Genome sequencing increases diagnostic yield in clinically diagnosed Alagille syndrome patients with previously negative test results

Abstract

Purpose: Detection of all major classes of genomic variants in a single test would decrease cost and increase the efficiency of genomic diagnostics. Genome sequencing (GS) has the potential to provide this level of comprehensive detection. We sought to demonstrate the utility of GS in the molecular diagnosis of 18 patients with clinically defined Alagille syndrome (ALGS), who had a negative or inconclusive result by standard-of-care testing.

Methods: We performed GS on 16 pathogenic variant-negative probands and two probands with inconclusive results (of 406 ALGS probands) and analyzed the data for sequence, copy-number, and structural variants in JAG1 and NOTCH2.

Results: GS identified four novel pathogenic alterations including a copy-neutral inversion, a partial deletion, and a promoter variant in JAG1, and a partial NOTCH2 deletion, for an additional diagnostic yield of 0.9%. Furthermore, GS resolved two complex rearrangements, resulting in identification of a pathogenic variant in 97.5% (n = 396/406) of patients after GS.

Conclusion: GS provided an increased diagnostic yield for individuals with clinically defined ALGS who had prior negative or incomplete genetic testing by other methods. Our results show that GS can detect all major classes of variants and has potential to become a single first-tier diagnostic test for Mendelian disorders.

Keywords: Alagille syndrome; JAG1; NOTCH2, diagnostic testing; genome sequencing.

Fig. 1. Flow diagram of the study population.

Genome sequencing (GS) was performed on a cohort of 18 individuals that were identified in our study, Molecular Analysis of Alagille Syndrome (ALGS). Exclusion criteria and results of the study are indicated.

Fig. 2. Schematic of JAG1 inversion identified in proband 12.

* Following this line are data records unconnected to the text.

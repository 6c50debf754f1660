use std::sync::{Arc, Condvar, Mutex};
use std::time::Duration;

use chrono::{DateTime, TimeZone, Utc};
use tempfile::TempDir;
use zen::config::StorageConfig;
use zen::model::{Effort, Priority};
use zen::session::Session;
use zen::storage::{Gateway, KeyValueFile, KeyValueMedium, Medium, Source, Storage};
use zen::writer::Writer;
use zen::{Error, Result};

fn now() -> DateTime<Utc> {
    Utc.with_ymd_and_hms(2024, 6, 1, 8, 0, 0).unwrap()
}

struct Broken;

impl Medium for Broken {
    fn name(&self) -> &'static str {
        "broken"
    }

    fn read(&self) -> Result<Option<String>> {
        Err(Error::StorageUnavailable("read-only".to_string()))
    }

    fn write(&self, _data: &str) -> Result<()> {
        Err(Error::StorageUnavailable("read-only".to_string()))
    }
}

/// Records every payload and holds the first write until `open` is called.
#[derive(Clone, Default)]
struct Gated {
    written: Arc<Mutex<Vec<String>>>,
    gate: Arc<(Mutex<bool>, Condvar)>,
}

impl Gated {
    fn open(&self) {
        let (lock, cvar) = &*self.gate;
        *lock.lock().unwrap() = true;
        cvar.notify_all();
    }

    fn written(&self) -> Vec<String> {
        self.written.lock().unwrap().clone()
    }
}

impl Medium for Gated {
    fn name(&self) -> &'static str {
        "gated"
    }

    fn read(&self) -> Result<Option<String>> {
        Ok(None)
    }

    fn write(&self, data: &str) -> Result<()> {
        self.written.lock().unwrap().push(data.to_string());
        let (lock, cvar) = &*self.gate;
        let mut open = lock.lock().unwrap();
        while !*open {
            open = cvar.wait(open).unwrap();
        }
        Ok(())
    }
}

/// Mutate the session a few times, handing each snapshot to the writer.
fn burst(session: &mut Session, writer: &Writer) {
    let acme = session.add_client("Acme", Priority::High, now()).unwrap().id;
    writer.save(session.projects().to_vec());
    for title in ["one", "two", "three"] {
        session
            .add_task(acme, title, Priority::Normal, Effort::Quick, now())
            .unwrap();
        writer.save(session.projects().to_vec());
    }
    session.mark_clean();
}

#[tokio::test]
async fn burst_of_changes_lands_as_one_write() {
    let dir = TempDir::new().unwrap();
    let storage = Storage::new(dir.path(), StorageConfig::default());
    let writer = Writer::spawn(Arc::new(storage.gateway()), Duration::from_millis(200));

    let mut session = Session::default();
    burst(&mut session, &writer);
    writer.flush().await;
    let stats = writer.shutdown().await;

    assert_eq!(stats.writes, 1);
    assert_eq!(stats.failures, 0);
    assert_eq!(stats.last_source, Some(Source::Primary));

    let report = storage.gateway().load(now());
    assert_eq!(report.projects, session.projects());
    assert_eq!(report.projects[0].tasks[0].title, "three");
}

#[tokio::test]
async fn refused_primary_writes_go_to_the_backup_key() {
    let dir = TempDir::new().unwrap();
    let kv = KeyValueFile::new(dir.path().join("local-storage.json"));
    let gateway = Gateway::new(
        Box::new(Broken),
        Box::new(KeyValueMedium::new(kv.clone(), "zen_backup_web")),
    );
    let writer = Writer::spawn(Arc::new(gateway), Duration::from_millis(50));

    let mut session = Session::default();
    burst(&mut session, &writer);
    let stats = writer.shutdown().await;

    assert_eq!(stats.last_source, Some(Source::Secondary));
    let backup = kv.get("zen_backup_web").unwrap().unwrap();
    assert!(backup.contains("\"three\""));
}

#[tokio::test]
async fn failed_saves_are_counted_and_do_not_stop_the_writer() {
    let gateway = Gateway::new(Box::new(Broken), Box::new(Broken));
    let writer = Writer::spawn(Arc::new(gateway), Duration::from_millis(50));

    let mut session = Session::default();
    burst(&mut session, &writer);
    writer.flush().await;

    session.add_client("Globex", Priority::Low, now()).unwrap();
    writer.save(session.projects().to_vec());
    let stats = writer.shutdown().await;

    assert_eq!(stats.writes, 0);
    assert_eq!(stats.failures, 2);
}

#[tokio::test(start_paused = true)]
async fn nothing_is_written_inside_the_debounce_window() {
    let dir = TempDir::new().unwrap();
    let storage = Storage::new(dir.path(), StorageConfig::default());
    let writer = Writer::spawn(Arc::new(storage.gateway()), Duration::from_millis(500));

    let mut session = Session::default();
    let acme = session.add_client("Acme", Priority::High, now()).unwrap().id;
    writer.save(session.projects().to_vec());
    for title in ["first", "second"] {
        tokio::time::sleep(Duration::from_millis(300)).await;
        session
            .add_task(acme, title, Priority::Normal, Effort::Medium, now())
            .unwrap();
        writer.save(session.projects().to_vec());
    }
    tokio::time::sleep(Duration::from_millis(100)).await;
    assert!(!storage.db_file().exists());

    let stats = writer.shutdown().await;
    assert_eq!(stats.writes, 1);
    let report = storage.gateway().load(now());
    assert_eq!(report.projects[0].tasks.len(), 2);
}

#[tokio::test]
async fn snapshots_during_a_slow_write_collapse_to_the_latest() {
    let primary = Gated::default();
    let gateway = Gateway::new(Box::new(primary.clone()), Box::new(Broken));
    let writer = Writer::spawn(Arc::new(gateway), Duration::from_millis(20));

    let mut session = Session::default();
    let snapshot = |session: &mut Session, name: &str| {
        session.add_client(name, Priority::Normal, now()).unwrap();
        session.projects().to_vec()
    };

    writer.save(snapshot(&mut session, "first"));
    tokio::time::timeout(Duration::from_secs(5), async {
        while primary.written().is_empty() {
            tokio::time::sleep(Duration::from_millis(5)).await;
        }
    })
    .await
    .expect("first write started");

    // Each snapshot outlives the debounce while the first write is stuck.
    writer.save(snapshot(&mut session, "second"));
    tokio::time::sleep(Duration::from_millis(80)).await;
    writer.save(snapshot(&mut session, "third"));
    tokio::time::sleep(Duration::from_millis(80)).await;
    assert_eq!(primary.written().len(), 1);

    primary.open();
    writer.flush().await;
    let stats = writer.shutdown().await;

    let written = primary.written();
    assert_eq!(written.len(), 2);
    assert!(written[0].contains("\"first\""));
    assert!(!written[0].contains("\"second\""));
    assert!(written[1].contains("\"third\""));
    assert_eq!(stats.writes, 2);
    assert_eq!(stats.failures, 0);
    assert_eq!(stats.last_source, Some(Source::Primary));
}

The reference genome (upper structure) depicts the 679-kb inverted region, encompassing JAG1 exons 1–3, bounded by dashed lines. The breakpoints extend from intron 3 to a gene desert upstream of the JAG1 promoter. The rearranged structure is shown below. Paired-end reads with abnormal insert size and orientation were used to infer the approximate boundaries of the inversion and soft-clipped reads at the ends of the inversion were used to precisely map the breakpoints at nucleotide-level resolution.

Fig. 3. RNA expression (JAG1) and copy number (NOTCH2) is reduced in patient cell lines harboring novel pathogenic variants.

(a) Droplet digital polymerase chain reaction (ddPCR) performed on complementary DNA (cDNA) made from RNA extracted from lymphoblastoid cell lines of affected individuals showing reduced JAG1 gene expression in the individual with the promoter variant (proband 11) as well as the individual with the inversion (proband 12) and his affected father (proband 12-F), who also has the inversion. Parental samples were not available for proband 11. The negative control is the average of four unaffected individuals with no pathogenic JAG1 variant. An individual with a pathogenic frameshift variant (c.2122_2125del) that is predicted to truncate the JAG1 protein was included as a positive control. Two separate primer/probe sets were used for confirmation, one designed in exon 1 and one designed to cross exons 25–26. Values for all samples were normalized to the internal control, TBP. Error bars for the negative control are plotted as standard deviation. (b) ddPCR showing NOTCH2 copy number in proband 10 and her unaffected parents.

Fig. 4. Genome sequencing (GS) resolves complex structural rearrangements in individuals with clinically defined Alagille syndrome (ALGS).

(a) JAG1 multiplex ligation-dependent probe amplification (MLPA) results for probands 8 and 14. Probe ratio is plotted for each exon. A threshold below 0.75 was used to classify losses and above 1.25 was used to classify gains. Circles represent copy-neutral ratios while squares represent deletions. The SALSA MLPA probemix (P184-C3 JAG1) was purchased from MRC Holland (Amsterdam, Netherlands) and details, including quantification, normalization, and controls can be found through this link: https://www.mrcholland.com/products/18527/Product%20description%20P184-C3-0317%20JAG1-v12.pdf. (b) Schematic of the genomic structure of JAG1 for proband 8, who had noncontiguous deletions of exon 3 and exons 9–26 demonstrated by MLPA, and proband 14, who had noncontiguous deletions of exon 9 and exons 11–12. Dashed lines denote the genomic coordinates (hg38) of the breakpoints and red bars indicate the deleted regions, which are interspersed with nondeleted portions of the gene (shown in gray). (c) Schematic of the genomic rearrangement for probands 8 and 14.